Diritti e doveri del matrimonio,
la parola alle Ketubbot romane
La prima forma di tutela della donna nell’ebraismo, che all’unione tra marito e moglie attribuisce una funzione centrale (“Non è bene per l’uomo essere solo” dice la Genesi). Ma anche un modo diverso, una prospettiva più originale per guardare alla storia degli ebrei italiani nelle loro complesse vicende spazio-temporali.

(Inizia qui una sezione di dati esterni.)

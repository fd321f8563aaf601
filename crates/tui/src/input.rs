//! Keyboard mapping per application mode.

use crossterm::event::{KeyCode, KeyEvent, KeyModifiers};

use crate::state::AppMode;

/// High-level actions the app shell dispatches on.
#[derive(Clone, Copy, Debug, Eq, PartialEq)]
pub enum KeyAction {
    Quit,
    NextSlot,
    PrevSlot,
    /// Open the change screen for the selected slot / confirm a choice.
    Confirm,
    Cancel,
    MenuUp,
    MenuDown,
    /// Open the selected panel's decoration sub-panel.
    ToggleDecorations,
    /// Open the decoration chooser for the selected slot.
    AddDecoration,
    /// Unbind the last decoration of the selected slot.
    RemoveDecoration,
    /// Remove the selected slot's piece.
    RemoveSelected,
    /// Menu action: open the full armor list picker.
    OpenArmorList,
    /// Switch to the quest list.
    OpenQuests,
    /// Flip the persisted hint-bar preference.
    ToggleHints,
    None,
}

pub fn handle_key(key: KeyEvent, mode: &AppMode) -> KeyAction {
    if key.code == KeyCode::Char('c') && key.modifiers.contains(KeyModifiers::CONTROL) {
        return KeyAction::Quit;
    }

    match mode {
        AppMode::Builder => match key.code {
            KeyCode::Char('q') => KeyAction::Quit,
            KeyCode::Up | KeyCode::Char('k') => KeyAction::PrevSlot,
            KeyCode::Down | KeyCode::Char('j') => KeyAction::NextSlot,
            KeyCode::Enter => KeyAction::Confirm,
            KeyCode::Char('d') => KeyAction::ToggleDecorations,
            KeyCode::Char('a') => KeyAction::AddDecoration,
            KeyCode::Char('x') => KeyAction::RemoveDecoration,
            KeyCode::Backspace | KeyCode::Char('r') => KeyAction::RemoveSelected,
            KeyCode::Char('p') => KeyAction::OpenArmorList,
            KeyCode::Char('l') => KeyAction::OpenQuests,
            KeyCode::Char('h') => KeyAction::ToggleHints,
            _ => KeyAction::None,
        },
        AppMode::QuestList { .. } => match key.code {
            KeyCode::Char('q') => KeyAction::Quit,
            KeyCode::Up | KeyCode::Char('k') => KeyAction::MenuUp,
            KeyCode::Down | KeyCode::Char('j') => KeyAction::MenuDown,
            KeyCode::Enter => KeyAction::Confirm,
            KeyCode::Esc => KeyAction::Cancel,
            _ => KeyAction::None,
        },
        AppMode::QuestDetail { .. } => match key.code {
            KeyCode::Char('q') => KeyAction::Quit,
            KeyCode::Esc | KeyCode::Enter => KeyAction::Cancel,
            _ => KeyAction::None,
        },
        AppMode::Child(_) => match key.code {
            KeyCode::Up | KeyCode::Char('k') => KeyAction::MenuUp,
            KeyCode::Down | KeyCode::Char('j') => KeyAction::MenuDown,
            KeyCode::Enter => KeyAction::Confirm,
            KeyCode::Esc => KeyAction::Cancel,
            _ => KeyAction::None,
        },
    }
}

Sono le ketubbot, i contratti matrimoniali stipulati in occasione dello sposalizio, ad animare la mostra “Concordia maritale” inaugurata al Museo ebraico di Roma.
Realizzata grazie al sostegno di Poste Italiane, curata dalla studiosa Olga Melasecchi e introdotta dal rabbino capo rav Riccardo Di Segni, che ha illustrato storia e specificità dei diversi contratti in uso nel corso dei secoli (a Roma e non solo), la mostra porta all’attenzione del pubblico un’antica collezione di esemplari che non ha mancato di suscitare interesse ed emozione. E insieme immagini fotografiche di matrimoni d’epoca, documenti d’archivio, libri di preghiera.
Ottantasei in tutto i contratti di matrimonio in pregiata pergamena di pecora, scritti a mano e decorati all’acquarello, conservati presso il museo e l’archivio comunitario. Tra i punti di forza della mostra, 11 Ketubbot di famiglia ritrovate e attentamente studiate da Celeste Pavoncello Piperno e Giovanna Grenga. Il loro dono, per il museo, “è testimonianza non solo del forte legame con la tradizione, ma anche della fiducia conferita al museo, che è diventato lo scrigno della memoria ebraica a Roma”. Suggestivo al riguardo l’itinerario tracciato nell’allestimento, presentato al pubblico anche dalla presidente della Comunità ebraica romana Ruth Dureghello e dall’amministratore delegato di Poste italiane Matteo Del Fante. In primo piano ketubbah romana, una vera e propria arte che raggiunse l’apice del suo splendore nell’epoca del ghetto. Spicca tra gli altri un esemplare del 1627, concesso eccezionalmente in prestito dal Museo Israel di Gerusalemme. Vi si celebra il matrimonio di una delle figlie del banchiere della famiglia Toscano. Al centro del contratto un elegante portale sostenuto da quattro colonne, sormontato da una menorà dorata. Ancora più in alto, una visione di Gerusalemme.
È dalla prima metà del 18esimo secolo, è stato spiegato ieri, che l’arte della ketubbah raggiunse a Roma i massimi livelli di perfezionamento. Tra i motivi maggiormente ricorrenti nelle raffigurazioni proposte scene bibliche e figure allegoriche personificate, oltre a scene e figure mitologiche. Caratteristiche iconografiche queste che sono peculiari delle ketubbot romane. Forse poco consone alla tradizione ebraica, “ma diffusissime nella Roma barocca, ad ulteriore dimostrazione della continua osmosi tra il ghetto e il resto della città”.
Il valore sociale delle ketubbot all’epoca era altissimo. Attraverso di esse infatti le famiglie “non solo manifestavano il proprio status, ma spessissimo celebravano anche momenti esaltanti di libertà”. Numerosi, tra gli 86 contratti conservati a Roma, sono decorati con i colori della bandiera francese (risalenti dunque al favorevole periodo della dominazione napoleonica a Roma). Molti ancora quelli con i colori della bandiera italiana, databili al periodo dell’emancipazione, quando con l’Unità d’Italia, e soprattutto con la fine del potere temporale dei papi e l’abolizione definitiva del ghetto, gli ebrei romani venivano finalmente equiparati agli altri loro concittadini.
Per meglio illustrare il fasto della cerimonia di matrimonio, all’interno della mostra è stata allestita anche una chuppah, il baldacchino, che rappresenta la coabitazione della nuova coppia, con i manti nuziali e gli altri ornamenti dedicati.